Slumdog Millionaire

Slumdogmillionaire1

Movie review by Greg Carlson

From “The Village Voice” to “Variety,” reviews of Danny Boyle’s “Slumdog Millionaire” (co-directed with Loveleen Tandan) compare its inhabitants to the colorful street urchins and the cruel tormenters and exploiters of Charles Dickens. For anyone familiar with “Oliver Twist” or “David Copperfield,” the similarities are hard to ignore, and offer some idea of the film’s tone of triumph in the face of seemingly insurmountable odds. Simon Beaufoy’s screenplay, adapted from a novel by Vikas Swarup, channels Dickens in other ways as well, spinning coincidences so preposterous that one becomes nearly dizzy at the thought of how everything is sewn together. Boyle is certainly a talented filmmaker, and has been especially interesting because his body of work resists the kind of stylistic calling cards that define, and often confine, some of his peers.

Jamal (Dev Patel), a chai wallah from the slums of Mumbai, moves from one hot seat to another when he is suspected of cheating on his way to a fortune as a contestant on “Who Wants to Be a Millionaire?” Underdog stories can be catnip, especially in tough times, and many of us have imagined what it might be like to attain fabulous wealth for being able to answer seemingly trivial questions. Relying on the painful memories of his patchwork childhood to provide the information he needs, Jamal navigates his way through the game to the astonishment of its cocky host – played by Anil Kapoor, whose growled refrain of “Who wants to be a mill-a-NAIRE?” is one of the movie’s curious pleasures. As Jamal climbs from one question to another, Boyle transports the viewer back to a corresponding anecdote from the character’s past.

While many have sung the praises of the film’s construction, calling it anything from ingenious to a metaphoric “river of life,” it is instead a liability for many viewers who will find themselves torn between an interest in filling in the blanks of Jamal’s past and the momentum of the much shorter scenes that take place on the set of the game show. Boyle uses three actors of different ages for each member of the trio of principal characters, and of those nine performers, some command more attention than others – always a risk when using this technique. Patel is certainly charming, and Freida Pinto is lovely as Latika, the young woman Jamal loves – even though they do not share much screen time.

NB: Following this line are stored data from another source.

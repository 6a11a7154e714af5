//! The document: ordered blocks plus the entity map they point into.

use super::block::{Block, BlockKind, ChecklistRef, StyleRange};
use super::entity::{Entity, EntityKey};
use crate::checklist;
use serde::{Deserialize, Serialize};
use std::collections::BTreeMap;

/// Ordered blocks and the keyed entity map their ranges reference.
///
/// Entities are never edited in place. Replacing an annotation means creating a
/// new entity and pointing the block's range at it; the old entry becomes an
/// orphan that [`Document::remove_orphan_ranges`] and [`Document::prune_entities`]
/// clean up.
#[derive(Debug, Clone, PartialEq, Eq, Default, Serialize, Deserialize)]
#[serde(rename_all = "camelCase")]
pub struct Document {
    #[serde(default)]
    blocks: Vec<Block>,
    #[serde(default)]
    entities: BTreeMap<EntityKey, Entity>,
    #[serde(default)]
    next_entity_key: u32,
}

impl Document {
    pub fn new() -> Self {
        Self::default()
    }

    pub fn from_parts(blocks: Vec<Block>, entities: BTreeMap<EntityKey, Entity>) -> Self {
        let next_entity_key = entities.keys().next_back().map_or(0, |key| key.0.saturating_add(1));
        Self {
            blocks,
            entities,
            next_entity_key,
        }
    }

    pub fn blocks(&self) -> &[Block] {
        &self.blocks
    }

    pub fn blocks_mut(&mut self) -> &mut Vec<Block> {
        &mut self.blocks
    }

    pub fn push_block(&mut self, block: Block) {
        self.blocks.push(block);
    }

    pub(crate) fn replace_blocks(&mut self, blocks: Vec<Block>) {
        self.blocks = blocks;
    }

    pub fn entities(&self) -> &BTreeMap<EntityKey, Entity> {
        &self.entities
    }

    pub fn create_entity(&mut self, entity: Entity) -> EntityKey {
        // Deserialized documents can carry a stale counter.
        let floor = self.entities.keys().next_back().map_or(0, |key| key.0.saturating_add(1));
        let key = EntityKey(self.next_entity_key.max(floor));
        self.next_entity_key = key.0.saturating_add(1);
        self.entities.insert(key, entity);
        key
    }

    pub fn entity(&self, key: EntityKey) -> Option<&Entity> {
        self.entities.get(&key)
    }

    pub fn remove_entity(&mut self, key: EntityKey) -> Option<Entity> {
        self.entities.remove(&key)
    }

    /// Entity bound to the char at `offset` of block `index`.
    pub fn entity_at(&self, index: usize, offset: usize) -> Option<&Entity> {
        let range = self.blocks.get(index)?.entity_at(offset)?;
        self.entity(range.key)
    }

    /// Block texts joined with newlines.
    pub fn plain_text(&self) -> String {
        self.blocks
            .iter()
            .map(|block| block.text.as_str())
            .collect::<Vec<_>>()
            .join("\n")
    }

    /// Drop entity ranges whose key no longer resolves. Returns how many were removed.
    pub fn remove_orphan_ranges(&mut self) -> usize {
        let entities = &self.entities;
        let mut removed = 0;
        for block in &mut self.blocks {
            let before = block.entity_ranges.len();
            block
                .entity_ranges
                .retain(|range| entities.contains_key(&range.key));
            removed += before - block.entity_ranges.len();
        }
        if removed > 0 {
            tracing::debug!(removed, "removed orphan entity ranges");
        }
        removed
    }

    /// Drop entities no block references any more.
    pub fn prune_entities(&mut self) -> usize {
        let referenced: std::collections::HashSet<EntityKey> = self
            .blocks
            .iter()
            .flat_map(|block| block.entity_ranges.iter().map(|range| range.key))
            .collect();
        let before = self.entities.len();
        self.entities.retain(|key, _| referenced.contains(key));
        before - self.entities.len()
    }

    pub fn has_dangling_entities(&self) -> bool {
        self.blocks.iter().any(|block| {
            block
                .entity_ranges
                .iter()
                .any(|range| !self.entities.contains_key(&range.key))
        })
    }

    /// Change the kind of block `index`. Returns `false` when there is no such block.
    ///
    /// A block entering checklist kind keeps any ids it is given; missing ids are
    /// assigned here, joining the list of a checklist item directly above it.
    pub fn set_block_kind(&mut self, index: usize, kind: BlockKind) -> bool {
        if index >= self.blocks.len() {
            return false;
        }
        let kind = match kind {
            BlockKind::ChecklistItem(ids) => {
                BlockKind::ChecklistItem(self.complete_checklist_ids(index, ids))
            }
            BlockKind::Atomic => return false,
            other => other,
        };
        let block = &mut self.blocks[index];
        if !kind.is_list_item() {
            block.depth = 0;
        }
        block.kind = kind;
        true
    }

    fn complete_checklist_ids(&self, index: usize, ids: ChecklistRef) -> ChecklistRef {
        if let Some(existing) = self.blocks[index].kind.checklist() {
            if ids.list_api_name.is_empty() && ids.item_api_name.is_empty() {
                return existing.clone();
            }
        }
        let used = checklist::UsedIds::collect(&self.blocks);
        let list_api_name = if !ids.list_api_name.is_empty() {
            ids.list_api_name
        } else {
            index
                .checked_sub(1)
                .and_then(|previous| self.blocks[previous].kind.checklist())
                .map(|previous| previous.list_api_name.clone())
                .unwrap_or_else(|| used.fresh_list())
        };
        let item_api_name = if ids.item_api_name.is_empty() {
            used.fresh_item()
        } else {
            ids.item_api_name
        };
        ChecklistRef {
            list_api_name,
            item_api_name,
        }
    }

    /// A comparable rendering of the document that does not depend on entity keys.
    pub fn structural_view(&self) -> Vec<BlockView> {
        self.blocks
            .iter()
            .map(|block| BlockView {
                kind: block.kind.clone(),
                depth: block.depth,
                text: block.text.clone(),
                style_ranges: block.style_ranges.clone(),
                entities: block
                    .entity_ranges
                    .iter()
                    .map(|range| {
                        (
                            range.offset,
                            range.length,
                            self.entities.get(&range.key).cloned(),
                        )
                    })
                    .collect(),
            })
            .collect()
    }

    pub(crate) fn map_chars(&mut self, map: impl Fn(char) -> char + Copy) {
        for block in &mut self.blocks {
            block.map_chars(map);
        }
        for entity in self.entities.values_mut() {
            entity.map_chars(map);
        }
    }
}

/// One block of [`Document::structural_view`], with entity data inlined.
#[derive(Debug, Clone, PartialEq, Eq)]
pub struct BlockView {
    pub kind: BlockKind,
    pub depth: u8,
    pub text: String,
    pub style_ranges: Vec<StyleRange>,
    pub entities: Vec<(usize, usize, Option<Entity>)>,
}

Boyle practically taunts his audience with the range of events he chooses to show on camera. The film bounds wildly from a triumphant positivism that explains why the movie is constantly pasted with the dreaded “feel good” tag to the ghastly sight of a few nearly unspeakable horrors visited upon vulnerable orphans. Boyle does not flinch when staging scenes like an odious dunking in an excrement-filled latrine, which is played mostly for slapstick comedy, but some of the darker material will disturb sensitive viewers.

More stomach-churning is the depiction of a child being maimed, and it is certainly open to debate whether Boyle pushes too far to make his point. Perhaps the director would argue that the poverty of Mumbai demands a shockingly graphic treatment of the lives of its most destitute children, but so much of the film is calculating and manipulative in the direction of fantasy-come-true that the juxtaposition of the sweet and the heinous threatens to unravel the whole movie.